The liquid surveillance perspective is indeed useful for understanding many technological developments; however, it is a little strange that drones and social media are tackled together in the first chapter. This is the longest chapter in the book and each topic probably deserves its own take, however, they are brought together seemingly because they are both new topics. Pitting them in the same discussion helps make Lyon’s astute point that social media has normalized surveillance to the point that people will likely be accepting of drone surveillance. However, this arrangement and the subsequent discussion downplays the deep theoretical divergence between how a liquid surveillance perspective should differently understand drones and social media. For example, the Facebook user is both voyeur and exhibitionist while much of the drone discussion is about seeing without being seen. Much, but not all, of the observation on Facebook is social, peer-to-peer, while drones are largely the powerful few watching a less powerful many. The various parallels and differences are left under-explored, and, as such, could be better handled separately, which is what I’m hoping to do a bit here.

This said, there are terrific insights into social media in this chapter, such as the merging of the panoptic nightmare as a sort of dream, that the fear of never being outside of surveillance is “now recast into the hope of ‘never again being alone’ (abandoned, ignored and neglected, blackballed and excluded), the fear of disclosure has been stifled by the joy of being noticed” (23). Ultimately, Bauman argues that people joined Facebook for two reasons: they felt lonely and the site provided an outlet to relive that tension; Facebook as both symptom and remedy to the ills of modernity.

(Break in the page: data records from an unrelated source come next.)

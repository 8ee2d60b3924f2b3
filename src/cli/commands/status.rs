//! Status command - active version and cache summary

use crate::cache::{CacheStorage, DiskStorage};
use crate::config::{Config, ConfigManager};
use crate::error::SwResult;
use crate::worker::ManagerSettings;
use console::{style, Emoji};

static CHECK: Emoji<'_, '_> = Emoji("✓ ", "[OK] ");
static CROSS: Emoji<'_, '_> = Emoji("✗ ", "[MISSING] ");
static WARN: Emoji<'_, '_> = Emoji("⚠ ", "[STALE] ");

/// Execute the status command
pub async fn execute(config: &Config) -> SwResult<()> {
    let settings = ManagerSettings::from_config(config)?;
    let dir = ConfigManager::storage_dir(config);
    let storage = DiskStorage::open_at(&dir).await?;

    println!("{}", style("swcache status").bold().cyan());
    println!();
    println!("{}", style("App:").bold());
    println!("  Origin:  {}", settings.origin);
    println!("  Version: {}", settings.names.version());
    println!("  Storage: {}", dir.display());

    let static_name = settings.names.static_name();
    let dynamic_name = settings.names.dynamic_name();
    let keys = storage.keys().await?;

    println!();
    println!("{}", style("Caches:").bold());
    let installed = keys.contains(&static_name);
    for name in [&static_name, &dynamic_name] {
        if keys.contains(name) {
            let entries = storage.entries(name).await?.len();
            println!("  {}{} ({} entries)", CHECK, name, entries);
        } else {
            println!("  {}{}", CROSS, style(name).dim());
        }
    }
    for name in settings.names.stale(&keys) {
        println!("  {}{}", WARN, style(name).yellow());
    }

    println!();
    if installed {
        println!(
            "{}",
            style(format!("Worker {} is active", settings.names.version()))
                .green()
                .bold()
        );
    } else {
        println!(
            "{} {}",
            style("No active worker.").yellow().bold(),
            style("Run: swcache install").dim()
        );
    }

    Ok(())
}
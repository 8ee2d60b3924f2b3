//! Interactive vs plain output detection

use std::io::IsTerminal;

/// Set to force plain output even on a terminal
pub const PLAIN_ENV: &str = "SWCACHE_PLAIN";

/// UI context that determines output behavior
#[derive(Debug, Clone)]
pub struct UiContext {
    interactive: bool,
    /// Whether --yes was passed (auto-approve prompts)
    auto_yes: bool,
}

impl UiContext {
    /// Detect the current environment
    pub fn detect() -> Self {
        Self {
            interactive: Self::detect_interactive(),
            auto_yes: false,
        }
    }

    /// Create a non-interactive context
    pub fn non_interactive() -> Self {
        Self {
            interactive: false,
            auto_yes: false,
        }
    }

    /// Set auto-yes mode (bypass prompts)
    pub fn with_auto_yes(mut self, yes: bool) -> Self {
        self.auto_yes = yes;
        self
    }

    pub fn is_interactive(&self) -> bool {
        self.interactive
    }

    pub fn auto_yes(&self) -> bool {
        self.auto_yes
    }

    /// Whether to use spinners and cliclack logs
    pub fn use_fancy_output(&self) -> bool {
        self.interactive
    }

    fn detect_interactive() -> bool {
        if !std::io::stdout().is_terminal() || !std::io::stdin().is_terminal() {
            return false;
        }
        !["CI", PLAIN_ENV, "GITHUB_ACTIONS", "GITLAB_CI", "BUILDKITE", "TF_BUILD"]
            .iter()
            .any(|var| std::env::var_os(var).is_some())
    }
}

#[cfg(test)]
mod tests {
    use super::*;

    #[test]
    fn non_interactive_context() {
        let ctx = UiContext::non_interactive();
        assert!(!ctx.is_interactive());
        assert!(!ctx.use_fancy_output());
        assert!(!ctx.auto_yes());
    }

    #[test]
    fn with_auto_yes() {
        let ctx = UiContext::non_interactive().with_auto_yes(true);
        assert!(ctx.auto_yes());
    }
}
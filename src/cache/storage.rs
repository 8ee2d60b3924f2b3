//! Cache storage abstraction
//!
//! Mirrors the platform cache API: a set of named stores, each mapping a
//! request key to a response. `put` and `match_in` are atomic units; no
//! transactions span several calls.

use crate::error::SwResult;
use crate::fetch::{Request, Response};
use async_trait::async_trait;

/// Abstract cache storage interface
///
/// Implemented in memory (tests, embedding) and on disk (CLI).
#[async_trait]
pub trait CacheStorage: Send + Sync {
    /// Create the named store if it doesn't exist
    async fn open(&self, name: &str) -> SwResult<()>;

    /// Whether the named store exists
    async fn has(&self, name: &str) -> SwResult<bool>;

    /// All store names in creation order
    async fn keys(&self) -> SwResult<Vec<String>>;

    /// Delete a store and all its entries; returns whether it existed
    async fn delete(&self, name: &str) -> SwResult<bool>;

    /// Store `response` under `request` in the named store, creating the
    /// store if needed. Replaces any existing entry for the same key.
    ///
    /// Only GET requests can be stored.
    async fn put(&self, name: &str, request: &Request, response: &Response) -> SwResult<()>;

    /// Look up `request` in one store
    async fn match_in(&self, name: &str, request: &Request) -> SwResult<Option<Response>>;

    /// Request keys held by the named store, sorted
    async fn entries(&self, name: &str) -> SwResult<Vec<String>>;

    /// Look up `request` in each of `names` in turn, returning the first hit
    async fn match_first(
        &self,
        names: &[String],
        request: &Request,
    ) -> SwResult<Option<(String, Response)>> {
        for name in names {
            if let Some(response) = self.match_in(name, request).await? {
                return Ok(Some((name.clone(), response)));
            }
        }
        Ok(None)
    }

    /// Human-readable backend name
    fn backend_name(&self) -> &'static str;
}
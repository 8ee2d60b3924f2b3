//! Intercepted request description

use crate::error::{SwError, SwResult};
use serde::{Deserialize, Serialize};
use std::fmt;
use std::str::FromStr;
use url::{Origin, Url};

/// HTTP request method
#[derive(Debug, Clone, Copy, PartialEq, Eq, Hash, Serialize, Deserialize)]
#[serde(rename_all = "UPPERCASE")]
pub enum Method {
    Get,
    Head,
    Post,
    Put,
    Patch,
    Delete,
    Options,
}

impl Method {
    /// Get the wire name of the method
    pub fn as_str(&self) -> &'static str {
        match self {
            Self::Get => "GET",
            Self::Head => "HEAD",
            Self::Post => "POST",
            Self::Put => "PUT",
            Self::Patch => "PATCH",
            Self::Delete => "DELETE",
            Self::Options => "OPTIONS",
        }
    }
}

impl fmt::Display for Method {
    fn fmt(&self, f: &mut fmt::Formatter<'_>) -> fmt::Result {
        f.write_str(self.as_str())
    }
}

impl FromStr for Method {
    type Err = SwError;

    fn from_str(s: &str) -> Result<Self, Self::Err> {
        match s.to_ascii_uppercase().as_str() {
            "GET" => Ok(Self::Get),
            "HEAD" => Ok(Self::Head),
            "POST" => Ok(Self::Post),
            "PUT" => Ok(Self::Put),
            "PATCH" => Ok(Self::Patch),
            "DELETE" => Ok(Self::Delete),
            "OPTIONS" => Ok(Self::Options),
            _ => Err(SwError::InvalidMethod(s.to_string())),
        }
    }
}

/// What the requester intends to do with the response
///
/// Drives the offline fallback ladder: documents fall back to the root
/// page, images to a placeholder, everything else to a synthetic response.
#[derive(Debug, Clone, Copy, PartialEq, Eq, Hash, Default, Serialize, Deserialize)]
#[serde(rename_all = "lowercase")]
pub enum Destination {
    Document,
    Image,
    Script,
    Style,
    Font,
    Manifest,
    #[default]
    Empty,
}

impl Destination {
    /// Guess a destination from the URL path, for callers that don't know it
    pub fn infer(url: &Url) -> Self {
        let path = url.path();
        if path.ends_with('/') {
            return Self::Document;
        }
        let ext = path
            .rsplit_once('.')
            .map(|(_, ext)| ext.to_ascii_lowercase())
            .unwrap_or_default();
        match ext.as_str() {
            "html" | "htm" => Self::Document,
            "png" | "jpg" | "jpeg" | "gif" | "svg" | "webp" | "ico" | "avif" => Self::Image,
            "js" | "mjs" => Self::Script,
            "css" => Self::Style,
            "woff" | "woff2" | "ttf" | "otf" => Self::Font,
            "webmanifest" => Self::Manifest,
            _ => Self::Empty,
        }
    }
}

impl fmt::Display for Destination {
    fn fmt(&self, f: &mut fmt::Formatter<'_>) -> fmt::Result {
        let name = match self {
            Self::Document => "document",
            Self::Image => "image",
            Self::Script => "script",
            Self::Style => "style",
            Self::Font => "font",
            Self::Manifest => "manifest",
            Self::Empty => "",
        };
        f.write_str(name)
    }
}

impl FromStr for Destination {
    type Err = SwError;

    fn from_str(s: &str) -> Result<Self, Self::Err> {
        match s.to_ascii_lowercase().as_str() {
            "document" => Ok(Self::Document),
            "image" => Ok(Self::Image),
            "script" => Ok(Self::Script),
            "style" => Ok(Self::Style),
            "font" => Ok(Self::Font),
            "manifest" => Ok(Self::Manifest),
            "" | "empty" => Ok(Self::Empty),
            other => Err(SwError::User(format!("Unknown request destination: {}", other))),
        }
    }
}

/// A request as seen by the fetch handler
#[derive(Debug, Clone, PartialEq, Eq)]
pub struct Request {
    /// Request method
    pub method: Method,
    /// Absolute request URL
    pub url: Url,
    /// Expected destination of the response
    pub destination: Destination,
    /// Request headers forwarded to the network
    pub headers: Vec<(String, String)>,
}

impl Request {
    /// Create a GET request with an empty destination
    pub fn get(url: Url) -> Self {
        Self {
            method: Method::Get,
            url,
            destination: Destination::Empty,
            headers: Vec::new(),
        }
    }

    /// Parse a request target, resolving relative paths against `base`
    pub fn parse(target: &str, base: &Url) -> SwResult<Self> {
        let url = base
            .join(target)
            .map_err(|e| SwError::invalid_url(target, e))?;
        Ok(Self::get(url))
    }

    /// Set the request method
    pub fn with_method(mut self, method: Method) -> Self {
        self.method = method;
        self
    }

    /// Set the request destination
    pub fn with_destination(mut self, destination: Destination) -> Self {
        self.destination = destination;
        self
    }

    /// Add a request header
    pub fn with_header(mut self, name: impl Into<String>, value: impl Into<String>) -> Self {
        self.headers.push((name.into(), value.into()));
        self
    }

    /// Key under which this request is stored in a cache
    pub fn cache_key(&self) -> String {
        let mut url = self.url.clone();
        url.set_fragment(None);
        url.into()
    }

    /// Whether the request targets the given origin
    pub fn is_same_origin(&self, origin: &Origin) -> bool {
        self.url.origin() == *origin
    }
}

Lyon brings Simmel and Foucault into the discussion of user privacy on social media, the former to point out that our relationship with others is determined by what we know about them and the latter to view Facebook as like a confessional where inner-truths are revealed. Foucault thought that people would take an active role in their own surveillance, a trend that Facebook dramatically illustrates (though, with the difference that the premodern confession was mostly private while Facebook is much more public). This leads Bauman to conclude that we have built a confessional society where publicity is both virtue and obligation.

Bauman also fruitfully draws from his previous work on consumerism to argue that consumer society has taught us to treat ourselves as a commodity, an attractive one as possible, and social media is precisely about getting the attention needed to stay in the game of socializing. Facebook users,

are simultaneously promoters of commodities and the commodities they promote. They are, at the same time, the merchandise and their marketing agents, the goods and their traveling salespersons (32)

We have to recast ourselves as commodities, that is, “as products capable of drawing attention, and attracting demand and customers” (33). Bauman states that all of society is being reshaped as a marketplace, and there’s no exception allowed. Parallel with PJ Rey’s argument, social media is argued to be non-contractual, indeed, “social fact.” Ultimately, according to Bauman, social media is less about satisfying needs and more about the commoditization of the consumer; that it is exactly in being a commodity one is defined as a member of this society.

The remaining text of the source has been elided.